#kirchenasyl: ali wajid braucht dringend freiheit

heute genau vor 8 wochen hat ali wajid das schutzangebot von erzbischof franz lackner und erzabt korbinian birnbacher in form eines kirchenasyls angenommen. 8 wochen lang ist ali wajid zwar bestens betreut von der gemeinschaft in der erzabtei st.peter, aber immer in der ungewissheit, wie es wohl weitergehen wird.

im zuge der katastrophalen und unmenschlichen entscheidung der bundesregierung, zukünftig asylwerber*innen keine lehre mehr zu ermöglichen, wurde stets darauf hingewiesen, dass angeblich jene, die bereits eine lehre absolvieren, diese auch abschliessen dürfen und nicht abgeschoben werden. dieses „angebot“ ist zwar öffentlich formuliert worden, u.a. von wirtschaftsministerin margarete schramböck, aber es braucht mehr.

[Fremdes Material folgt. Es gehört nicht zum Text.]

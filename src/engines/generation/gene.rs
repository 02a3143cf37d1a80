use crate::error::{KarvaError, Result};
use crate::functions::{Function, FunctionRegistry};
use rand::Rng;
use std::collections::VecDeque;
use std::sync::Arc;

use super::operators::SymbolSampler;

/// One position of a linear chromosome.
#[derive(Debug, Clone, PartialEq, Eq)]
pub enum Symbol {
    /// Function symbol, resolved through the registry at decode time
    Func(String),
    /// Input terminal `d{i}`, the i-th component of the input vector
    Input(usize),
    /// Constant terminal `c{i}`, indexing the gene's constant table
    Const(usize),
}

impl Symbol {
    fn parse(token: &str) -> Symbol {
        if let Some(rest) = token.strip_prefix('d') {
            if let Ok(index) = rest.parse::<usize>() {
                return Symbol::Input(index);
            }
        }
        if let Some(rest) = token.strip_prefix('c') {
            if let Ok(index) = rest.parse::<usize>() {
                return Symbol::Const(index);
            }
        }
        Symbol::Func(token.to_string())
    }

    pub fn is_function(&self) -> bool {
        matches!(self, Symbol::Func(_))
    }
}

impl std::fmt::Display for Symbol {
    fn fmt(&self, f: &mut std::fmt::Formatter<'_>) -> std::fmt::Result {
        match self {
            Symbol::Func(symbol) => write!(f, "{}", symbol),
            Symbol::Input(index) => write!(f, "d{}", index),
            Symbol::Const(index) => write!(f, "c{}", index),
        }
    }
}

/// A fixed-length linear chromosome in Karva notation.
///
/// The first `head_size` positions (the head) may hold functions or
/// terminals; the remaining positions (the tail) hold terminals only, so any
/// breadth-first decode completes before the string runs out. The tail
/// length is derived as `head_size * (max_arity - 1) + 1` at construction
/// and every operator preserves the total length. Symbols past the point
/// where decoding completes are non-coding: they are kept in storage and
/// stay available as raw material for transposition, but never evaluate.
#[derive(Clone)]
pub struct Gene {
    pub(crate) symbols: Vec<Symbol>,
    head_size: usize,
    constants: Vec<f64>,
    registry: Arc<FunctionRegistry>,
}

impl Gene {
    /// Generate a random constraint-valid gene.
    ///
    /// Constants, if configured, are drawn uniformly from [-10, 10).
    pub fn random<R: Rng>(
        head_size: usize,
        sampler: &SymbolSampler,
        registry: Arc<FunctionRegistry>,
        rng: &mut R,
    ) -> Gene {
        let tail_size = head_size * (sampler.max_arity() - 1) + 1;
        let mut symbols = Vec::with_capacity(head_size + tail_size);
        for _ in 0..head_size {
            symbols.push(sampler.head_symbol(rng));
        }
        for _ in 0..tail_size {
            symbols.push(sampler.tail_symbol(rng));
        }
        let constants = (0..sampler.num_constants())
            .map(|_| rng.gen_range(-10.0..10.0))
            .collect();
        Gene {
            symbols,
            head_size,
            constants,
            registry,
        }
    }

    /// Parse a dot-separated Karva string, e.g. `"*.+.d0.d0.d0"`.
    ///
    /// Function symbols are validated against the registry and rejected in
    /// tail positions.
    pub fn parse(karva: &str, head_size: usize, registry: Arc<FunctionRegistry>) -> Result<Gene> {
        if head_size == 0 {
            return Err(KarvaError::Representation(
                "head size must be at least 1".to_string(),
            ));
        }
        let tokens: Vec<&str> = karva.split('.').collect();
        if tokens.len() <= head_size {
            return Err(KarvaError::Representation(format!(
                "chromosome {:?} has no tail for head size {}",
                karva, head_size
            )));
        }
        let mut symbols = Vec::with_capacity(tokens.len());
        for (index, token) in tokens.iter().enumerate() {
            if token.is_empty() {
                return Err(KarvaError::Representation(format!(
                    "empty symbol at position {} in {:?}",
                    index, karva
                )));
            }
            let symbol = Symbol::parse(token);
            if let Symbol::Func(name) = &symbol {
                registry.resolve(name)?;
                if index >= head_size {
                    return Err(KarvaError::Representation(format!(
                        "function symbol {:?} at tail position {}",
                        name, index
                    )));
                }
            }
            symbols.push(symbol);
        }
        Ok(Gene {
            symbols,
            head_size,
            constants: Vec::new(),
            registry,
        })
    }

    /// Attach a constant table for `c{i}` terminals (parsed genes start
    /// without one).
    pub fn set_constants(&mut self, constants: Vec<f64>) {
        self.constants = constants;
    }

    pub fn head_size(&self) -> usize {
        self.head_size
    }

    pub fn len(&self) -> usize {
        self.symbols.len()
    }

    pub fn is_empty(&self) -> bool {
        self.symbols.is_empty()
    }

    pub fn symbols(&self) -> &[Symbol] {
        &self.symbols
    }

    /// The linear chromosome as a dot-separated Karva string.
    pub fn karva(&self) -> String {
        let tokens: Vec<String> = self.symbols.iter().map(|s| s.to_string()).collect();
        tokens.join(".")
    }

    fn node_for(&self, index: usize) -> Result<Node> {
        match &self.symbols[index] {
            Symbol::Func(name) => Ok(Node::Call {
                function: self.registry.resolve(name)?,
                children: Vec::new(),
            }),
            Symbol::Input(input) => Ok(Node::Input(*input)),
            Symbol::Const(slot) => self
                .constants
                .get(*slot)
                .map(|value| Node::Const(*value))
                .ok_or_else(|| {
                    KarvaError::Representation(format!(
                        "constant c{} out of range (table holds {})",
                        slot,
                        self.constants.len()
                    ))
                }),
        }
    }

    /// Decode the linear string into an expression tree.
    ///
    /// Level-order consumption: each dequeued function node takes the next
    /// `arity` symbols as its children, terminals consume nothing. Decoding
    /// stops when the queue empties; later symbols are non-coding.
    pub fn decode(&self) -> Result<Tree> {
        let mut nodes = vec![self.node_for(0)?];
        let mut queue = VecDeque::new();
        if nodes[0].is_call() {
            queue.push_back(0);
        }
        let mut cursor = 1;
        while let Some(parent) = queue.pop_front() {
            let arity = match &nodes[parent] {
                Node::Call { function, .. } => function.arity(),
                _ => 0,
            };
            for _ in 0..arity {
                if cursor >= self.symbols.len() {
                    return Err(KarvaError::Representation(format!(
                        "chromosome {:?} exhausted during decode",
                        self.karva()
                    )));
                }
                let node = self.node_for(cursor)?;
                cursor += 1;
                let child = nodes.len();
                let is_call = node.is_call();
                nodes.push(node);
                if is_call {
                    queue.push_back(child);
                }
                if let Node::Call { children, .. } = &mut nodes[parent] {
                    children.push(child);
                }
            }
        }
        Ok(Tree { nodes })
    }

    /// Evaluate the decoded tree against one input vector.
    ///
    /// Fails softly: a gene that cannot decode scores `NaN` instead of
    /// aborting the run, and numeric domain errors propagate as `NaN`/`±Inf`
    /// per IEEE semantics.
    pub fn evaluate(&self, inputs: &[f64]) -> f64 {
        match self.decode() {
            Ok(tree) => tree.evaluate(inputs),
            Err(_) => f64::NAN,
        }
    }

    /// Render the coding region as a human-readable expression.
    ///
    /// `variables` maps input indices to display names; missing entries fall
    /// back to `d{i}`.
    pub fn expression(&self, variables: &[&str]) -> Result<String> {
        Ok(self.decode()?.render(variables))
    }

    /// Replace one uniformly-chosen symbol with a class-valid replacement:
    /// any weighted function/terminal in the head, terminal-only in the tail.
    pub fn point_mutate<R: Rng>(&mut self, sampler: &SymbolSampler, rng: &mut R) {
        let index = rng.gen_range(0..self.symbols.len());
        self.symbols[index] = if index < self.head_size {
            sampler.head_symbol(rng)
        } else {
            sampler.tail_symbol(rng)
        };
    }

    /// Insertion-sequence transposition: copy a segment of length 1..=`bound`
    /// from anywhere in the gene and splice it into the head at a random
    /// position past the root. Displaced head symbols shift right and fall
    /// off at the head boundary; the tail is untouched.
    pub fn is_transpose<R: Rng>(&mut self, bound: usize, rng: &mut R) {
        if self.head_size < 2 || bound == 0 {
            return;
        }
        let len = self.symbols.len();
        let seg_len = rng.gen_range(1..=bound.min(len));
        let source = rng.gen_range(0..=len - seg_len);
        let segment: Vec<Symbol> = self.symbols[source..source + seg_len].to_vec();
        let target = rng.gen_range(1..self.head_size);

        let mut head = Vec::with_capacity(self.head_size + seg_len);
        head.extend_from_slice(&self.symbols[..target]);
        head.extend(segment);
        head.extend_from_slice(&self.symbols[target..self.head_size]);
        head.truncate(self.head_size);
        for (index, symbol) in head.into_iter().enumerate() {
            self.symbols[index] = symbol;
        }
    }

    /// Root insertion-sequence transposition: copy a segment starting at a
    /// function symbol and splice it at position 0, keeping the root a
    /// function. No-op when the head holds no function symbol.
    pub fn ris_transpose<R: Rng>(&mut self, bound: usize, rng: &mut R) {
        if bound == 0 {
            return;
        }
        let function_starts: Vec<usize> = (0..self.head_size)
            .filter(|&index| self.symbols[index].is_function())
            .collect();
        if function_starts.is_empty() {
            return;
        }
        let start = function_starts[rng.gen_range(0..function_starts.len())];
        let len = self.symbols.len();
        let seg_len = rng.gen_range(1..=bound.min(len - start));
        let segment: Vec<Symbol> = self.symbols[start..start + seg_len].to_vec();

        let mut head = segment;
        head.extend_from_slice(&self.symbols[..self.head_size]);
        head.truncate(self.head_size);
        for (index, symbol) in head.into_iter().enumerate() {
            self.symbols[index] = symbol;
        }
    }
}

impl PartialEq for Gene {
    fn eq(&self, other: &Self) -> bool {
        self.symbols == other.symbols
            && self.head_size == other.head_size
            && self.constants == other.constants
    }
}

impl std::fmt::Debug for Gene {
    fn fmt(&self, f: &mut std::fmt::Formatter<'_>) -> std::fmt::Result {
        f.debug_struct("Gene")
            .field("karva", &self.karva())
            .field("head_size", &self.head_size)
            .field("constants", &self.constants)
            .finish()
    }
}

/// Decoded expression tree over an index-based arena.
///
/// Node 0 is the root; children are integer references into `nodes`, so one
/// decode makes one allocation pass and evaluation walks indices.
pub struct Tree {
    nodes: Vec<Node>,
}

#[derive(Clone)]
enum Node {
    Call {
        function: Arc<dyn Function>,
        children: Vec<usize>,
    },
    Input(usize),
    Const(f64),
}

impl Node {
    fn is_call(&self) -> bool {
        matches!(self, Node::Call { .. })
    }
}

impl Tree {
    pub fn node_count(&self) -> usize {
        self.nodes.len()
    }

    /// Post-order evaluation with fixed left-to-right argument order.
    /// Out-of-range input indices resolve to `NaN`.
    pub fn evaluate(&self, inputs: &[f64]) -> f64 {
        self.eval_node(0, inputs)
    }

    fn eval_node(&self, index: usize, inputs: &[f64]) -> f64 {
        match &self.nodes[index] {
            Node::Input(input) => inputs.get(*input).copied().unwrap_or(f64::NAN),
            Node::Const(value) => *value,
            Node::Call { function, children } => {
                let args: Vec<f64> = children
                    .iter()
                    .map(|&child| self.eval_node(child, inputs))
                    .collect();
                function.apply(&args)
            }
        }
    }

    pub fn render(&self, variables: &[&str]) -> String {
        self.render_node(0, variables)
    }

    fn render_node(&self, index: usize, variables: &[&str]) -> String {
        match &self.nodes[index] {
            Node::Input(input) => variables
                .get(*input)
                .map(|name| name.to_string())
                .unwrap_or_else(|| format!("d{}", input)),
            Node::Const(value) => format!("{}", value),
            Node::Call { function, children } => {
                let args: Vec<String> = children
                    .iter()
                    .map(|&child| self.render_node(child, variables))
                    .collect();
                function.render(&args)
            }
        }
    }
}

ali wajid ist als symbolfigur für die von abschiebung bedrohten lehrlinge besonders gefährdet. denn es gibt immer noch kräfte, die zumindest seinen konkreten fall nicht positiv erledigt haben wollen. während andere lehrlinge bis jetzt an ihren arbeitsplätzen bleiben konnten, musste ali wajid den angebotenen kirchlichen schutz vor der konkret drohenden abschiebung im kirchenasyl annehmen.

wir brauchen daher so rasch wie möglich eine eindeutige und verlässliche garantie des innenministeriums, dass ali wajid aufgrund der neuen politischen entscheidungslage nicht mehr von abschiebung bedroht ist und seine lehre umgehend fortsetzen kann.

die zeit läuft davon. ali wajid muss im september die berufsschule besuchen. jeder tag, den ali wajid nicht arbeiten kann, bedeutet konkret schaden für den lehrherrn, schaden für den betrieb, psychische belastung für ali wajid und eine unnötige fortsetzung eines ausnahmezustandes namens #kirchenasyl, der so schnell wie möglich beendet werden sollte.